Prevalence of anti-beta-1 antibody 6 months after hospitalization for acute heart failure predicts adverse outcome.

Abstract

Agonistic antibodies against neurohumoral receptors can induce cardio-noxious effects by altering the baseline receptor activity. To estimate the prevalence of autoantibodies directed against the beta-1 receptor (b1-AAB) in patients admitted to the hospital for acute heart failure (HF) at (i) baseline and (ii) after 6months of follow-up (F6) and (iii) after another 12months of follow-up (i.e. 18months after index hospitalization), to estimate their prognostic impact on clinical outcome (death or first hospitalization for HF). In 47 patients, b1-AAB were serially determined in serum samples collected at index hospitalization and at 6months of follow-up (F6) with a flow cytometry-based assay: median age 71years (quartiles 60, 80), 23 (49%) women, 24 (51%) HF with preserved ejection fraction. Beta1-AAB were detected in three subjects at index hospitalization (6%), and in eight subjects at F6 (17%).

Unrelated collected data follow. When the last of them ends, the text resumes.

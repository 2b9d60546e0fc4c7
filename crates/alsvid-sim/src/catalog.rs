//! The fixed gate catalog.
//!
//! Every supported gate reduces to a 2×2 target matrix plus a number of
//! control qubits: the fixed singles are literal tables, the U/CU families
//! come from the composer, and the controlled gates wrap X/Y/Z/U with one
//! or two controls. Name recognition happened at parse time, so resolution
//! over the closed variant is exhaustive; the only failure mode left is U
//! parameter-count validation.

use alsvid_exact::{Angle, Scalar};
use alsvid_ir::StandardGate;
use ndarray::{Array2, array};
use num_traits::{One, Zero};

use crate::error::SimResult;
use crate::ugate::compute_ugate_matrix;

/// A gate reduced to controlled-matrix form: `controls` control qubits
/// gating a single-qubit `target` unitary.
#[derive(Debug, Clone)]
pub struct ResolvedGate {
    /// Number of leading operand qubits acting as controls.
    pub controls: usize,
    /// The 2×2 target matrix.
    pub target: Array2<Scalar>,
}

fn x_matrix() -> Array2<Scalar> {
    array![
        [Scalar::zero(), Scalar::one()],
        [Scalar::one(), Scalar::zero()]
    ]
}

fn y_matrix() -> Array2<Scalar> {
    array![
        [Scalar::zero(), -Scalar::i()],
        [Scalar::i(), Scalar::zero()]
    ]
}

fn z_matrix() -> Array2<Scalar> {
    array![
        [Scalar::one(), Scalar::zero()],
        [Scalar::zero(), -Scalar::one()]
    ]
}

fn h_matrix() -> Array2<Scalar> {
    let a = Scalar::sqrt2() * Scalar::rational(1, 2);
    array![[a.clone(), a.clone()], [a.clone(), -a]]
}

/// `diag(1, e^{iθ})` — the S/Sdg/T/Tdg family.
fn phase_matrix(theta: Angle) -> Array2<Scalar> {
    array![
        [Scalar::one(), Scalar::zero()],
        [Scalar::zero(), Scalar::cis(theta)]
    ]
}

/// Resolve a gate to its controlled-matrix form.
pub fn resolve(gate: &StandardGate) -> SimResult<ResolvedGate> {
    let plain = |target: Array2<Scalar>| ResolvedGate { controls: 0, target };
    Ok(match gate {
        StandardGate::I => plain(crate::matrix::identity(2)),
        StandardGate::X => plain(x_matrix()),
        StandardGate::Y => plain(y_matrix()),
        StandardGate::Z => plain(z_matrix()),
        StandardGate::H => plain(h_matrix()),
        StandardGate::S => plain(phase_matrix(Angle::pi_times(1, 2))),
        StandardGate::Sdg => plain(phase_matrix(Angle::pi_times(-1, 2))),
        StandardGate::T => plain(phase_matrix(Angle::pi_times(1, 4))),
        StandardGate::Tdg => plain(phase_matrix(Angle::pi_times(-1, 4))),
        StandardGate::U(params) => plain(compute_ugate_matrix(params)?),
        StandardGate::CU(params) => ResolvedGate {
            controls: 1,
            target: compute_ugate_matrix(params)?,
        },
        StandardGate::CX => ResolvedGate {
            controls: 1,
            target: x_matrix(),
        },
        StandardGate::CY => ResolvedGate {
            controls: 1,
            target: y_matrix(),
        },
        StandardGate::CZ => ResolvedGate {
            controls: 1,
            target: z_matrix(),
        },
        StandardGate::CCX => ResolvedGate {
            controls: 2,
            target: x_matrix(),
        },
    })
}

/// Embed a 2×2 target into the fixed 4×4 controlled form.
///
/// Rows and columns are indexed `control + 2·target` (control is the
/// fastest-varying operand): the control's |0⟩ subspace carries the
/// identity, its |1⟩ subspace carries the target unitary.
pub fn controlled(target: &Array2<Scalar>) -> Array2<Scalar> {
    let o = Scalar::one;
    let z = Scalar::zero;
    let u = |i: usize, j: usize| target[[i, j]].clone();
    array![
        [o(), z(), z(), z()],
        [z(), u(0, 0), z(), u(0, 1)],
        [z(), z(), o(), z()],
        [z(), u(1, 0), z(), u(1, 1)]
    ]
}

/// The fixed controlled-NOT matrix used by both execution strategies.
pub fn cnot_matrix() -> Array2<Scalar> {
    controlled(&x_matrix())
}

#[cfg(test)]
mod tests {
    use super::*;
    use crate::matrix::{identity, matmul};

    #[test]
    fn test_cnot_matrix_literal() {
        let m = cnot_matrix();
        let expected = [
            [1, 0, 0, 0],
            [0, 0, 0, 1],
            [0, 0, 1, 0],
            [0, 1, 0, 0],
        ];
        for i in 0..4 {
            for j in 0..4 {
                assert_eq!(m[[i, j]], Scalar::integer(expected[i][j]));
            }
        }
    }

    #[test]
    fn test_hadamard_entries_are_exact() {
        let h = h_matrix();
        let a = Scalar::sqrt2() * Scalar::rational(1, 2);
        assert_eq!(h[[0, 0]], a);
        assert_eq!(h[[1, 1]], -a);
        // H² = I, exactly.
        assert_eq!(matmul(&h, &h), identity(2));
    }

    #[test]
    fn test_s_squares_to_z() {
        let s = phase_matrix(Angle::pi_times(1, 2));
        assert_eq!(matmul(&s, &s), z_matrix());
    }

    #[test]
    fn test_t_fourth_power_is_z() {
        let t = phase_matrix(Angle::pi_times(1, 4));
        let t2 = matmul(&t, &t);
        assert_eq!(matmul(&t2, &t2), z_matrix());
    }

    #[test]
    fn test_dagger_pairs_cancel() {
        for (gate, dagger) in [
            (StandardGate::S, StandardGate::Sdg),
            (StandardGate::T, StandardGate::Tdg),
        ] {
            let g = resolve(&gate).unwrap().target;
            let d = resolve(&dagger).unwrap().target;
            assert_eq!(matmul(&g, &d), identity(2));
        }
    }

    #[test]
    fn test_resolve_control_counts() {
        assert_eq!(resolve(&StandardGate::H).unwrap().controls, 0);
        assert_eq!(resolve(&StandardGate::CX).unwrap().controls, 1);
        assert_eq!(resolve(&StandardGate::CU(vec![0.5])).unwrap().controls, 1);
        assert_eq!(resolve(&StandardGate::CCX).unwrap().controls, 2);
    }

    #[test]
    fn test_resolve_u_validates_parameter_count() {
        assert!(resolve(&StandardGate::U(vec![])).is_err());
        assert!(resolve(&StandardGate::CU(vec![0.1, 0.2, 0.3, 0.4])).is_err());
    }

    #[test]
    fn test_u2_resolves_to_hadamard() {
        use std::f64::consts::PI;
        let u = resolve(&StandardGate::U(vec![0.0, PI])).unwrap();
        assert_eq!(u.target, h_matrix());
    }
}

There were no differences apparent between patients with and without b1-AAB at F6 with regard to age, sex, type, duration, or main cause of HF. During the 12month period following F6 (i.e. up to month 18), eight events occurred. Event-free survival was associated with prevalence of b1-AAB at F6. Compared with patients without b1-AAB at F6, age-adjusted Cox regression indicated a higher event risk in patients harbouring b1-AAB, with a hazard ratio of 8.96 (95% confidence interval 1.81-44.50, P=0.007). Our results suggest a possible adverse prognostic relevance of b1-AAB in patients with acute HF, but this observation needs to be confirmed in larger patient collectives.